_Data listing_.
//! End-to-end walks of the prosecutor scenario graph.
//!
//! Replays full conversations against scripted judges and checks which
//! classified ending the walk reaches, and at which stage. The judge stands
//! in for the conversational LLM that evaluates transition predicates in
//! production.

use vishing_trainer::scenario::graph::Node;
use vishing_trainer::scenario::{
    prosecutor, ScenarioOutcome, ScenarioWalker, ScriptedJudge, TurnOutcome,
};

#[test]
fn test_graph_is_well_formed() {
    let graph = prosecutor::build_graph().expect("prosecutor graph must validate");

    // Exactly one start node.
    let starts: Vec<_> = graph
        .nodes()
        .iter()
        .filter(|(_, node)| node.is_start())
        .collect();
    assert_eq!(starts.len(), 1);
    assert_eq!(graph.start_node_id(), prosecutor::START_NODE);

    // Every end node has zero outgoing edges.
    for (id, node) in graph.nodes() {
        if node.is_end() {
            let outgoing = graph.edges().values().filter(|e| &e.source == id).count();
            assert_eq!(outgoing, 0, "end node {} must have no exits", id);
        }
    }

    // 1 start + 5 stages + 5 persuasions + 3 ending prompts + 3 terminals.
    assert_eq!(graph.nodes().len(), 17);
    assert_eq!(graph.edges().len(), 28);
}

#[test]
fn test_full_compliance_reaches_fooled_at_stage_5() {
    let graph = prosecutor::build_graph().unwrap();
    // Answer yes to every "progress" predicate, no to everything else.
    let judge = ScriptedJudge::new(false)
        .answer("협조적인 태도", true)
        .answer("걱정하거나", true)
        .answer("수긍하거나", true)
        .answer("앱 설치하겠다고", true)
        .answer("이체하겠다고", true);

    let mut walker = ScenarioWalker::new(&graph, &judge);
    assert_eq!(walker.current_node(), prosecutor::STAGE1_CONTACT);

    let responses = [
        "네, 무슨 일이시죠?",
        "네? 제가요? 어떻게 해야 하나요?",
        "알겠습니다, 아무한테도 말 안 할게요",
        "앱 설치할게요",
        "이체하겠습니다",
    ];

    let mut last = TurnOutcome::Stayed {
        node: String::new(),
    };
    for response in responses {
        last = walker.advance(response);
    }

    assert_eq!(
        last,
        TurnOutcome::Finished {
            outcome: ScenarioOutcome::UserFooled,
            reached_stage: 5
        }
    );
}

#[test]
fn test_immediate_refusal_reaches_rejected_at_stage_1() {
    let graph = prosecutor::build_graph().unwrap();
    let judge = ScriptedJudge::new(false).answer("명확히 거부하거나 외부 확인 의사", true);

    let mut walker = ScenarioWalker::new(&graph, &judge);
    let outcome = walker.advance("끊을게요, 112에 확인하겠습니다");

    assert_eq!(
        outcome,
        TurnOutcome::Finished {
            outcome: ScenarioOutcome::UserRejected,
            reached_stage: 1
        }
    );
}

#[test]
fn test_persuasion_holdout_reaches_suspected() {
    let graph = prosecutor::build_graph().unwrap();
    // Doubt at stage 1, then holding firm through the soft persuasion.
    let judge = ScriptedJudge::new(false)
        .answer("의심을 표현하지만", true)
        .answer("계속 의심하거나", true);

    let mut walker = ScenarioWalker::new(&graph, &judge);

    assert_eq!(
        walker.advance("정말 검찰이에요? 사기 아니에요?"),
        TurnOutcome::Moved {
            node: prosecutor::PERSUADE1_SOFT.to_string()
        }
    );
    assert_eq!(
        walker.advance("아무래도 이상해요, 확인해볼게요"),
        TurnOutcome::Finished {
            outcome: ScenarioOutcome::UserSuspected,
            reached_stage: 1
        }
    );
}

#[test]
fn test_late_persuasion_can_still_recover_to_fooled() {
    let graph = prosecutor::build_graph().unwrap();
    // Comply to stage 5, balk at the transfer, then cave under final
    // pressure.
    let judge = ScriptedJudge::new(false)
        .answer("협조적인 태도", true)
        .answer("걱정하거나", true)
        .answer("수긍하거나", true)
        .answer("앱 설치하겠다고", true)
        .answer("돈을 왜 보내요", true)
        .answer("두려워서 협조하겠다고", true);

    let mut walker = ScenarioWalker::new(&graph, &judge);
    for response in ["네", "어떡하죠", "알겠습니다", "설치했어요"] {
        walker.advance(response);
    }
    assert_eq!(walker.current_node(), prosecutor::STAGE5_TRANSFER);

    assert_eq!(
        walker.advance("돈을 왜 보내요?"),
        TurnOutcome::Moved {
            node: prosecutor::PERSUADE5_FINAL.to_string()
        }
    );
    assert_eq!(
        walker.advance("알겠어요, 보낼게요..."),
        TurnOutcome::Finished {
            outcome: ScenarioOutcome::UserFooled,
            reached_stage: 5
        }
    );
}

#[test]
fn test_stage_5_direct_refusal_is_rejected_not_suspected() {
    let graph = prosecutor::build_graph().unwrap();
    let judge = ScriptedJudge::new(false)
        .answer("협조적인 태도", true)
        .answer("걱정하거나", true)
        .answer("수긍하거나", true)
        .answer("앱 설치하겠다고", true)
        .answer("명확히 거부하거나 끊겠다고", true);

    let mut walker = ScenarioWalker::new(&graph, &judge);
    for response in ["네", "어떡하죠", "알겠습니다", "설치했어요"] {
        walker.advance(response);
    }

    assert_eq!(
        walker.advance("절대 못 보냅니다. 끊어요."),
        TurnOutcome::Finished {
            outcome: ScenarioOutcome::UserRejected,
            reached_stage: 5
        }
    );
}

#[test]
fn test_silence_never_advances() {
    let graph = prosecutor::build_graph().unwrap();
    let judge = ScriptedJudge::new(false);
    let mut walker = ScenarioWalker::new(&graph, &judge);

    for _ in 0..3 {
        assert_eq!(
            walker.advance("..."),
            TurnOutcome::Stayed {
                node: prosecutor::STAGE1_CONTACT.to_string()
            }
        );
    }
    assert_eq!(walker.reached_stage(), 1);
    assert_eq!(walker.outcome(), None);
}

#[test]
fn test_every_stage_prompt_is_nonempty() {
    let graph = prosecutor::build_graph().unwrap();
    for (id, node) in graph.nodes() {
        if let Node::Stage(stage) = node {
            assert!(!stage.prompt.trim().is_empty(), "node {} has no prompt", id);
        }
    }
}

_About this task_. What lines in the data hold the word "then"? Return them.

_Expected answer_.
    // Doubt at stage 1, then holding firm through the soft persuasion.
    // Comply to stage 5, balk at the transfer, then cave under final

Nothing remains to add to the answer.